The end of the recession, while certainly a cause for celebration, has led hoteliers to become more cautious in their hiring and payroll processes as the embers of minimum wage fights grow brighter across the country and the impact of lower unemployment levels settles in.
Overall U.S. unemployment is down from the height of the recession in 2009-2010 and salaries and wages continue to trend upwards but this doesn’t spell the end of hoteliers’ balance sheet challenges.
As the recession waned during the past three years hoteliers have faced the pressure of rising taxes and increases in mandated employee benefits. Starting in 2014, PKF Hospitality Research and CRBE contend that hotel operators will need to focus on the salaries, wages, and bonuses component of labor costs more aggressively than in the past. Low levels of unemployment, combined with the increasing incidence of minimum and living wage legislation, will continue to put upward pressure on the salaries and wages hotels will have to pay their staff.
In 2014 labor costs have averaged 31.5 percent of total revenue, and 44.2 percent of total expenses. To offset the increasing pressures on salaries and wages, hotel managers responded by controlling staffing levels.
PKF estimates that the total hours worked by hotel employees at hotels part of PKF’s analysis grew by a mere 0.6 percent. Considering that the number of occupied rooms part of PKF’s analysis increased by three percent, it’s clear hotelier’s were able to achieve significant increases in employee productivity during the year.
The following charts illustrate which departments have seen the most increases in labor costs and help with formulating an outlook on the future for hotel employees that’s positive for paychecks but more arduous for hoteliers.
Chart 1: In 2014, the greatest increases in labor costs were observed in the Rooms and Sales and Marketing departments. Rooms department labor consists of room attendants, front desk clerks, bell staff and laundry workers whose schedules are significantly influenced by the volume of business at the hotel.

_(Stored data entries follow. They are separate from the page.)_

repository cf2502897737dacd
use anyhow::{Result, anyhow};
use tracing_subscriber::{EnvFilter, fmt};

pub(crate) fn init_logging(default_level: &str) -> Result<()> {
    let filter = EnvFilter::try_from_default_env()
        .or_else(|_| EnvFilter::try_new(default_level))
        .unwrap_or_else(|_| EnvFilter::new("info,sqlx=warn"));

    fmt()
        .with_env_filter(filter)
        .with_target(true)
        .compact()
        .try_init()
        .map_err(|e| anyhow!("failed to init logging: {e}"))?;

    Ok(())
}
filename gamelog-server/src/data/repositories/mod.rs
pub(crate) mod postgres;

Chart 2: Last year, the external factor that had the greatest influence on labor costs was the continuing decline in the national unemployment rate. According to the Bureau of Labor Statistics, the national unemployment rate dropped to 6.2 percent in 2014. This contributed to the 0.4 year-over-year increase in the average hourly compensation rate for workers in the U.S. hospitality industry.
Chart 3: In 2014, PKF estimates that the total hours worked by hotel employees grew by only 0.6 percent.
Chart 4: The salary, wage and bonuses component of labor costs increased only about 01. percent from 2013 to 2014, while the payroll related expenses component continued to follow the downward trend observed since 2011.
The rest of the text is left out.